Quand les deux combattants furent prêts, les témoins donnèrent le signal et deux coups de pistolet retentirent. Ni l’un ni l’autre ne fut atteint. Pendant qu’on rechargeait les armes, le capt. Mayne fit changer de place à son ami. M. Brown protesta aussitôt contre la conduite de Mayne qui persista à dire qu’il avait raison. M. Brown dit que, suivant les règles du duel, la question était maintenant entre le capt. Mayne et lui-même.

Rodier voulait continuer le combat, mais on lui fit comprendre qu’il fallait en passer par là.

Le lendemain matin, M. Brown chargeait M. Duvernay de porter un cartel au capt. Mayne. M. Duvernay revint avec la réponse suivante :


« Monsieur,

« En réponse à votre défi, je vous informe que ma conduite a été approuvée par les officiers de mon régiment et que je ne veux plus encourir aucune responsabilité dans cette affaire.

« T.-S. Brown, Ecr,

« Je suis, monsieur,
« Votre obt. sert.
« John Mayne,
« Capt. Régiment des Royaux. »


Ainsi se termina l’affaire qui fit sensation dans le temps et augmenta la réputation de bravoure qu’avait Rodier. Les patriotes furent enchantés de voir avec quel succès il avait tenu tête aux militaires, et ceux-ci furent les premiers à louer son courage et son sang-froid. Les citoyens purent, après cette affaire, circuler sur les trottoirs autant qu’ils voulurent.

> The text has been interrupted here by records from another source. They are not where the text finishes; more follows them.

use crate::config::NavigationConfig;

pub const ANCHOR_SELECTOR: &str = "a[href^=\"#\"]";
pub const MAIN_NAV_SELECTOR: &str = ".main-nav";
pub const NAV_TOGGLE_SELECTOR: &str = ".nav-toggle";
pub const NAV_MENU_SELECTOR: &str = ".nav-menu";
pub const NAV_LINK_SELECTOR: &str = ".nav-link";
pub const SECTION_SELECTOR: &str = "section[id]";
pub const BACK_TO_TOP_SELECTOR: &str = "#backToTop";
pub const ACTIVE_CLASS: &str = "active";
pub const VISIBLE_CLASS: &str = "visible";
pub const CANCEL_KEY: &str = "Escape";

/// Document offset an anchor jump should land on so the target clears the
/// fixed navigation bar.
pub fn scroll_target(element_top: f64, nav_height: f64, config: &NavigationConfig) -> f64 {
    element_top - nav_height - config.scroll_margin
}

/// The last section, in document order, whose top minus the spy offset has
/// been scrolled past.
pub fn active_section<'a, I>(
    sections: I,
    scroll_y: f64,
    config: &NavigationConfig,
) -> Option<&'a str>
where
    I: IntoIterator<Item = (&'a str, f64)>,
{
    sections
        .into_iter()
        .filter(|(_, top)| scroll_y >= top - config.spy_offset)
        .last()
        .map(|(id, _)| id)
}

pub fn link_targets_section(href: Option<&str>, section: Option<&str>) -> bool {
    match (href, section) {
        (Some(href), Some(id)) => href.strip_prefix('#') == Some(id),
        _ => false,
    }
}

pub fn back_to_top_visible(scroll_y: f64, config: &NavigationConfig) -> bool {
    scroll_y > config.back_to_top_after
}

#[cfg(target_arch = "wasm32")]
pub use controller::NavController;

#[cfg(target_arch = "wasm32")]
mod controller {
    use wasm_bindgen::JsCast;
    use web_sys::{Document, Element, Event, HtmlElement, KeyboardEvent, MouseEvent, Window};

    use super::{
        active_section, back_to_top_visible, link_targets_section, scroll_target, ACTIVE_CLASS,
        ANCHOR_SELECTOR, BACK_TO_TOP_SELECTOR, CANCEL_KEY, MAIN_NAV_SELECTOR, NAV_LINK_SELECTOR,
        NAV_MENU_SELECTOR, NAV_TOGGLE_SELECTOR, SECTION_SELECTOR, VISIBLE_CLASS,
    };
    use crate::{
        config::NavigationConfig,
        dom::{self, Listener},
        error::SiteError,
    };

    /// Anchor smooth-scroll, mobile menu, scroll-spy and back-to-top.
    pub struct NavController {
        _anchors: Vec<Listener>,
        _menu: Option<MobileMenu>,
        _spy: Listener,
        _back_to_top: Option<BackToTop>,
    }

    impl NavController {
        pub fn start(
            window: &Window,
            document: &Document,
            config: &NavigationConfig,
        ) -> Result<Self, SiteError> {
            let anchors = smooth_anchors(window, document, config)?;

            let menu = match MobileMenu::start(document) {
                Ok(menu) => Some(menu),
                Err(error) => {
                    log::warn!("mobile menu disabled: {error}");
                    None
                }
            };

            let spy = scroll_spy(window, document, config)?;

            let back_to_top = match BackToTop::start(window, document, config) {
                Ok(control) => Some(control),
                Err(error) => {
                    log::warn!("back-to-top disabled: {error}");
                    None
                }
            };

            Ok(Self {
                _anchors: anchors,
                _menu: menu,
                _spy: spy,
                _back_to_top: back_to_top,
            })
        }
    }

    fn nav_height(document: &Document) -> f64 {
        document
            .query_selector(MAIN_NAV_SELECTOR)
            .ok()
            .flatten()
            .and_then(|nav| nav.dyn_into::<HtmlElement>().ok())
            .map(|nav| f64::from(nav.offset_height()))
            .unwrap_or(0.0)
    }

    fn smooth_anchors(
        window: &Window,
        document: &Document,
        config: &NavigationConfig,
    ) -> Result<Vec<Listener>, SiteError> {
        dom::query_all(document, ANCHOR_SELECTOR)?
            .into_iter()
            .map(|anchor| {
                let window = window.clone();
                let document = document.clone();
                let config = config.clone();
                let link = anchor.clone();

                Listener::new(&anchor, "click", move |event: MouseEvent| {
                    event.prevent_default();

                    let Some(target) = link
                        .get_attribute("href")
                        .and_then(|href| document.query_selector(&href).ok().flatten())
                        .and_then(|target| target.dyn_into::<HtmlElement>().ok())
                    else {
                        return;
                    };

                    let top = scroll_target(
                        f64::from(target.offset_top()),
                        nav_height(&document),
                        &config,
                    );
                    dom::smooth_scroll_to(&window, top);
                })
            })
            .collect()
    }

    fn scroll_spy(
        window: &Window,
        document: &Document,
        config: &NavigationConfig,
    ) -> Result<Listener, SiteError> {
        let sections: Vec<HtmlElement> = dom::query_all_html(document, SECTION_SELECTOR)?;
        let links: Vec<Element> = dom::query_all(document, NAV_LINK_SELECTOR)?;
        let config = config.clone();
        let scroll_window = window.clone();

        Listener::new(window, "scroll", move |_: Event| {
            let ids: Vec<(String, f64)> = sections
                .iter()
                .map(|section| (section.id(), f64::from(section.offset_top())))
                .collect();
            let current = active_section(
                ids.iter().map(|(id, top)| (id.as_str(), *top)),
                dom::scroll_y(&scroll_window),
                &config,
            );

            for link in &links {
                let active = link_targets_section(link.get_attribute("href").as_deref(), current);
                dom::set_class(link, ACTIVE_CLASS, active);
            }
        })
    }

    struct MobileMenu {
        _toggle: Listener,
        _escape: Listener,
    }

    impl MobileMenu {
        fn start(document: &Document) -> Result<Self, SiteError> {
            let toggle = dom::query(document, NAV_TOGGLE_SELECTOR)?;
            let menu = dom::query(document, NAV_MENU_SELECTOR)?;

            let click = {
                let toggle_handle = toggle.clone();
                let menu = menu.clone();
                Listener::new(&toggle, "click", move |_: MouseEvent| {
                    let _ = menu.class_list().toggle(ACTIVE_CLASS);
                    let _ = toggle_handle.class_list().toggle(ACTIVE_CLASS);
                })?
            };

            let escape = Listener::new(document, "keydown", move |event: KeyboardEvent| {
                if event.key() == CANCEL_KEY && menu.class_list().contains(ACTIVE_CLASS) {
                    dom::set_class(&menu, ACTIVE_CLASS, false);
                    dom::set_class(&toggle, ACTIVE_CLASS, false);
                }
            })?;

            Ok(Self {
                _toggle: click,
                _escape: escape,
            })
        }
    }

    struct BackToTop {
        _visibility: Listener,
        _click: Listener,
    }

    impl BackToTop {
        fn start(
            window: &Window,
            document: &Document,
            config: &NavigationConfig,
        ) -> Result<Self, SiteError> {
            let control = dom::query(document, BACK_TO_TOP_SELECTOR)?;

            let visibility = {
                let control = control.clone();
                let config = config.clone();
                let scroll_window = window.clone();
                Listener::new(window, "scroll", move |_: Event| {
                    let visible = back_to_top_visible(dom::scroll_y(&scroll_window), &config);
                    dom::set_class(&control, VISIBLE_CLASS, visible);
                })?
            };

            let click_window = window.clone();
            let click = Listener::new(&control, "click", move |_: MouseEvent| {
                dom::smooth_scroll_to(&click_window, 0.0);
            })?;

            Ok(Self {
                _visibility: visibility,
                _click: click,
            })
        }
    }
}

#[cfg(test)]
mod tests {
    use super::*;

    const SECTIONS: [(&str, f64); 3] = [
        ("about", 600.0),
        ("skills", 1_400.0),
        ("contact", 2_600.0),
    ];

    fn active_links(scroll_y: f64) -> Vec<&'static str> {
        let config = NavigationConfig::default();
        let current = active_section(SECTIONS, scroll_y, &config);
        let links = ["#about", "#skills", "#contact", "#"];

        links
            .into_iter()
            .filter(|href| link_targets_section(Some(*href), current))
            .collect()
    }

    #[test]
    fn anchor_target_clears_nav_bar_and_margin() {
        let config = NavigationConfig::default();

        assert_eq!(scroll_target(1_000.0, 70.0, &config), 910.0);
        assert_eq!(scroll_target(1_000.0, 0.0, &config), 980.0);
    }

    #[test]
    fn no_link_is_active_before_first_section() {
        assert!(active_links(0.0).is_empty());
        assert!(active_links(399.0).is_empty());
    }

    #[test]
    fn first_section_activates_at_its_adjusted_top() {
        assert_eq!(active_links(400.0), vec!["#about"]);
    }

    #[test]
    fn exactly_one_link_follows_the_last_passed_section() {
        assert_eq!(active_links(1_199.0), vec!["#about"]);
        assert_eq!(active_links(1_200.0), vec!["#skills"]);
        assert_eq!(active_links(10_000.0), vec!["#contact"]);
    }

    #[test]
    fn link_matching_requires_hash_prefix() {
        assert!(link_targets_section(Some("#about"), Some("about")));
        assert!(!link_targets_section(Some("about"), Some("about")));
        assert!(!link_targets_section(None, Some("about")));
        assert!(!link_targets_section(Some("#"), None));
    }

    #[test]
    fn back_to_top_boundary_is_strict() {
        let config = NavigationConfig::default();

        assert!(!back_to_top_visible(0.0, &config));
        assert!(!back_to_top_visible(500.0, &config));
        assert!(back_to_top_visible(500.5, &config));
        assert!(back_to_top_visible(501.0, &config));
    }
}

Rodier n’avait ni le caractère sérieux, ni l’esprit élevé et cultivé de M. Papineau, ni sa parole solennelle et imposante, mais il parlait avec beaucoup plus de verve et d’enthousiasme. Au feu sacré qui fait les orateurs, il joignait une belle imagination, une voix agréable, un geste gracieux.

Élu membre de la Chambre d’assemblée par les électeurs du comté de l’Assomption, en 1834, il vota en faveur des 92 résolutions, prit part aux débats qu’elles soulevèrent et se montra l’un des partisans les plus avancés de la résistance. Ayant appris, dans le mois de novembre 1837, qu’il devait être arrêté et sa tête mise à prix, il quitta la ville et s’enfuit aux États-Unis.

Il vécut la plus grande partie du temps à Swanton, Burlington et Rouse’s Point, et prit part aux préparatifs qui furent faits par les réfugiés canadiens, pendant l’hiver de 1838, pour organiser un autre soulèvement.

Il était un de ceux que lord Durham avait exclus des bénéfices de l’amnistie, mais lorsque la proclamation du célèbre gouverneur fut annulée par le gouvernement anglais, Rodier se hâta de retourner au Canada.

Il publia alors dans les journaux une lettre qui fut considérée comme un acte de soumission et de faiblesse et lui fit perdre en grande partie la popularité dont il jouissait parmi les patriotes.

Il se remit à l’exercice de sa profession et resta tranquille pendant les tristes événements de l’automne de 1838. L’année suivante, il mourait emporté par une maladie de vingt heures.

Sa mort fut considérée comme une perte sérieuse pour le barreau et la société dont il était l’un des ornements. Avec du travail et une vie un peu plus réglée, il serait devenu l’un des hommes les plus distingués du pays.